Only these lines of the data below are wanted: the one with "paths. The browser", the one with "pub fn mime_for_extension(ext: &str)", and any lines between them, each repeated exactly.

##### SOURCE RECORDS

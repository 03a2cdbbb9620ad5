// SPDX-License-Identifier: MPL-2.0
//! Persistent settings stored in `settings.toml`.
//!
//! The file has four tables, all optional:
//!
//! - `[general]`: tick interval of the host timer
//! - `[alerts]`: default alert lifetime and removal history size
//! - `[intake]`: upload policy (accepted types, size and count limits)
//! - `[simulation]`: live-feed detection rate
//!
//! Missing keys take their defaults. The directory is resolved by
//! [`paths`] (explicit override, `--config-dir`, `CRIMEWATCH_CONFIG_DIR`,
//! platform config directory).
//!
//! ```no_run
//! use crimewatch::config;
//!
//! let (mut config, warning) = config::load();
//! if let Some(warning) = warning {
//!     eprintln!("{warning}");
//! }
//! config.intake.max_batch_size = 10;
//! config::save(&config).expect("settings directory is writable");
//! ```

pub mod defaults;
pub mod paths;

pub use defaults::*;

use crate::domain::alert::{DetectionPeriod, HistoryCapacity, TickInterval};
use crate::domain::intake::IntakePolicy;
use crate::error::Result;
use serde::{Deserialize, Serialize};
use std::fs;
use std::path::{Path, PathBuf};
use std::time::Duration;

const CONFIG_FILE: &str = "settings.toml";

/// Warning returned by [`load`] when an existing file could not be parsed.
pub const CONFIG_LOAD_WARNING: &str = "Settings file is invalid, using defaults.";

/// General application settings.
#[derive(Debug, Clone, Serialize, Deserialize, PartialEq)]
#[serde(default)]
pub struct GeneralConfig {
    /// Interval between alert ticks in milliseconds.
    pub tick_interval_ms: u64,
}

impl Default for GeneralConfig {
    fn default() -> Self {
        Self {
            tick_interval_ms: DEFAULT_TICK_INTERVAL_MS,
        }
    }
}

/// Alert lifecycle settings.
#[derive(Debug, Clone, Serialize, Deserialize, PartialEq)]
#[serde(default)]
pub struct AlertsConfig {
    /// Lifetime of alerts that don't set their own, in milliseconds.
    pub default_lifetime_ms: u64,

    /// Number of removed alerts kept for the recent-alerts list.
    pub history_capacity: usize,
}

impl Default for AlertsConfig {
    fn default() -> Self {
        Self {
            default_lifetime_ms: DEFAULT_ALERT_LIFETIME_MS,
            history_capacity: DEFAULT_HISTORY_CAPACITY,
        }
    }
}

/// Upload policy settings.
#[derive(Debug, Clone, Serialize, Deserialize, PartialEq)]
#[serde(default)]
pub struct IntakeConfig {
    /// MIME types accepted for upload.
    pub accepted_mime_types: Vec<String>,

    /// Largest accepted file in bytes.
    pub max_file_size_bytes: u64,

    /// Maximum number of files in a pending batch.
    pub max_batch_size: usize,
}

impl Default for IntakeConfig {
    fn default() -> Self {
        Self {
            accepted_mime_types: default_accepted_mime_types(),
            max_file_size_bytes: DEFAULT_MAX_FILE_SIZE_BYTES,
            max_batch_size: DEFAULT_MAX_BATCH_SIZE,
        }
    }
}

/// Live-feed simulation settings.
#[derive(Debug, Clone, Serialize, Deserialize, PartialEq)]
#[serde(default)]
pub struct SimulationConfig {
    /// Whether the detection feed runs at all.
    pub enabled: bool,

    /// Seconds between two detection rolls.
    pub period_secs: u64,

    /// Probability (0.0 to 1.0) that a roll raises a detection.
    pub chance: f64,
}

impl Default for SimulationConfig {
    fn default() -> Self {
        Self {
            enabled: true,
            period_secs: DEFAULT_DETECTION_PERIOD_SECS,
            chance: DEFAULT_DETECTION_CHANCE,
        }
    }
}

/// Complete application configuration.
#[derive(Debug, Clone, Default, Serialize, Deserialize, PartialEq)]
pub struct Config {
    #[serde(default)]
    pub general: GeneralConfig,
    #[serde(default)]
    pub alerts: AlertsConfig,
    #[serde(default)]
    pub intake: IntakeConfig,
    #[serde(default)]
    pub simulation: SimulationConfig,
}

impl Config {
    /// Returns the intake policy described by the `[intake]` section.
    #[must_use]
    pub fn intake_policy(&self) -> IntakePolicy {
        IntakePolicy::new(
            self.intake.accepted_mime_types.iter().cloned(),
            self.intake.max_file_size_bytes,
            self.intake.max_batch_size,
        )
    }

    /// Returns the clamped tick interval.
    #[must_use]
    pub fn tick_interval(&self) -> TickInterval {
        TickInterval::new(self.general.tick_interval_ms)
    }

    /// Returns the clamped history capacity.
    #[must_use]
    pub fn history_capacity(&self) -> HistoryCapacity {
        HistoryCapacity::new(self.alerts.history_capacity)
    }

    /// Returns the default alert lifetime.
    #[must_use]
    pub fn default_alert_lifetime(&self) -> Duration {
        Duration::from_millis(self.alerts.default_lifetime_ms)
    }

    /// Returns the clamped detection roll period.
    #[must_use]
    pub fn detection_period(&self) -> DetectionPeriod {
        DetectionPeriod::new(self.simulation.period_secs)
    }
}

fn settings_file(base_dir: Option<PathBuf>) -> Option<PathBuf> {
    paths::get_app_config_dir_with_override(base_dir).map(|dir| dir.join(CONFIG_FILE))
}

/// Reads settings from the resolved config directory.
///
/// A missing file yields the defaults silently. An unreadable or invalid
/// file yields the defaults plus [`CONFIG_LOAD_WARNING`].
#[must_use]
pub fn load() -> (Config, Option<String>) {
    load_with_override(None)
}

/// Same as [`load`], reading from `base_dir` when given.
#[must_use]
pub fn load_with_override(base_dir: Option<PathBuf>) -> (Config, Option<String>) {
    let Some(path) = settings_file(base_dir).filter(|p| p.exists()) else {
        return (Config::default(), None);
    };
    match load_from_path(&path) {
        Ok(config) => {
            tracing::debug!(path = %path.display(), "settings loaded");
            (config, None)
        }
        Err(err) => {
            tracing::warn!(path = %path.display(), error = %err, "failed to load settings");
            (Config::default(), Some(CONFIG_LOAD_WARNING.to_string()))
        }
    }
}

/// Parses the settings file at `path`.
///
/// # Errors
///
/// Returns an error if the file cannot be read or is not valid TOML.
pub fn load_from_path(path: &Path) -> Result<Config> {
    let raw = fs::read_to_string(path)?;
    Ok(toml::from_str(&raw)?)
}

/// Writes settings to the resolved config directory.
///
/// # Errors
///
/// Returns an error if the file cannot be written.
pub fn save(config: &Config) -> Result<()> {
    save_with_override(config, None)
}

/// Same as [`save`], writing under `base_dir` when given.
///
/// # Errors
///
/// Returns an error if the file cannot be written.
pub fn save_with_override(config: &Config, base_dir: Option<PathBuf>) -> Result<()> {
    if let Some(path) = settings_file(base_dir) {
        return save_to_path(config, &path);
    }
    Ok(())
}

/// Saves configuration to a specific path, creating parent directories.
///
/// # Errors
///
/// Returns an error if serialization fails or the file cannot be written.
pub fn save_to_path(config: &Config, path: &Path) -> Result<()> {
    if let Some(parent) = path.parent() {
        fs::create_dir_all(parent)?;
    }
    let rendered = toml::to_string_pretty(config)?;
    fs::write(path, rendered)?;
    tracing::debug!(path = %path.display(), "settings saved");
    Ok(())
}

##########
##### SOURCE RECORDS

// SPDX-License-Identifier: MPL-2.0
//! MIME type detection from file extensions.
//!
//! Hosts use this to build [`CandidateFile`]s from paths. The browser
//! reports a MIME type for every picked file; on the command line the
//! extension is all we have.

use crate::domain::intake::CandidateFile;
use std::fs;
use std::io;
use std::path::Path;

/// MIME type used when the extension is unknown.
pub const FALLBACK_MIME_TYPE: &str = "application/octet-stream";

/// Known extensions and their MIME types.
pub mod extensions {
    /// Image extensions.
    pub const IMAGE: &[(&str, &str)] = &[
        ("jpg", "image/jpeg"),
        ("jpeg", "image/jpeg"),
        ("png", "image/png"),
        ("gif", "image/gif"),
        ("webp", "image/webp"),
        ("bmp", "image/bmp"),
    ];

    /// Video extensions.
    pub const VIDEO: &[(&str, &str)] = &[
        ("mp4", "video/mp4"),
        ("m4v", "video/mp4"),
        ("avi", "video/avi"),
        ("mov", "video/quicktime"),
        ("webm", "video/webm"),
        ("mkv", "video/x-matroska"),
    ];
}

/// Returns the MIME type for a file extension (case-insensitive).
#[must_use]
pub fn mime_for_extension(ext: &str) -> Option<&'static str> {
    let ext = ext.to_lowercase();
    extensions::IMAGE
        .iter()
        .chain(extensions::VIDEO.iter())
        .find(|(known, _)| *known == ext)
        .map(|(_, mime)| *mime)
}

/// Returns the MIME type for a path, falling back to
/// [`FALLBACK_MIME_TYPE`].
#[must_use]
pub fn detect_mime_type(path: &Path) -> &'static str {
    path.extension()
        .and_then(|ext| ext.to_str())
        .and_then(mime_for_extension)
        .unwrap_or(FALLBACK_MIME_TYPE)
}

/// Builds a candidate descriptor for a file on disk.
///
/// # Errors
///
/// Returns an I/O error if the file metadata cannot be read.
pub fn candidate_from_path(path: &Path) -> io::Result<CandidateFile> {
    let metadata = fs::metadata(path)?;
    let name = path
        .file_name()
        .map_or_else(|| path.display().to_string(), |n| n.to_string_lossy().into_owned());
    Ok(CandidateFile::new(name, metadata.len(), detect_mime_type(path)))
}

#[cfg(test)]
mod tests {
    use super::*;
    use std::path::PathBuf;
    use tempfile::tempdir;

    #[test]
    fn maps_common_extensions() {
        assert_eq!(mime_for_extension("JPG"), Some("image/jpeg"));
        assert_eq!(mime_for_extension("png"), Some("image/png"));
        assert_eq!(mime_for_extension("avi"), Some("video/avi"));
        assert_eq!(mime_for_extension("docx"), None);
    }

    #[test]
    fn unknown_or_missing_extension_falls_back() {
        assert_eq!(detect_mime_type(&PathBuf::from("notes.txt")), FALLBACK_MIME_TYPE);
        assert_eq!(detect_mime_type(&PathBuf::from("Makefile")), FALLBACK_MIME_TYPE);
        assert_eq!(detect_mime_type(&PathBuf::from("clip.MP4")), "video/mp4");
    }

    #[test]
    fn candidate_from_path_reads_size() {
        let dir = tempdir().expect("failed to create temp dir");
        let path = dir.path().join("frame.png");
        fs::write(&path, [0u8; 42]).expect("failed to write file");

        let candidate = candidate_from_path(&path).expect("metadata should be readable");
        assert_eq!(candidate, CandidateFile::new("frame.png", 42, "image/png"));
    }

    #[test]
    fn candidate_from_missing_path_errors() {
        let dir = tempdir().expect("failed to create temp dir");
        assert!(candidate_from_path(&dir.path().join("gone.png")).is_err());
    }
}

##########

- _ANSWER SPACE_:
//! Hosts use this to build [`CandidateFile`]s from paths. The browser
//! reports a MIME type for every picked file; on the command line the
//! extension is all we have.

use crate::domain::intake::CandidateFile;
use std::fs;
use std::io;
use std::path::Path;

/// MIME type used when the extension is unknown.
pub const FALLBACK_MIME_TYPE: &str = "application/octet-stream";

/// Known extensions and their MIME types.
pub mod extensions {
    /// Image extensions.
    pub const IMAGE: &[(&str, &str)] = &[
        ("jpg", "image/jpeg"),
        ("jpeg", "image/jpeg"),
        ("png", "image/png"),
        ("gif", "image/gif"),
        ("webp", "image/webp"),
        ("bmp", "image/bmp"),
    ];

    /// Video extensions.
    pub const VIDEO: &[(&str, &str)] = &[
        ("mp4", "video/mp4"),
        ("m4v", "video/mp4"),
        ("avi", "video/avi"),
        ("mov", "video/quicktime"),
        ("webm", "video/webm"),
        ("mkv", "video/x-matroska"),
    ];
}

/// Returns the MIME type for a file extension (case-insensitive).
#[must_use]
pub fn mime_for_extension(ext: &str) -> Option<&'static str> {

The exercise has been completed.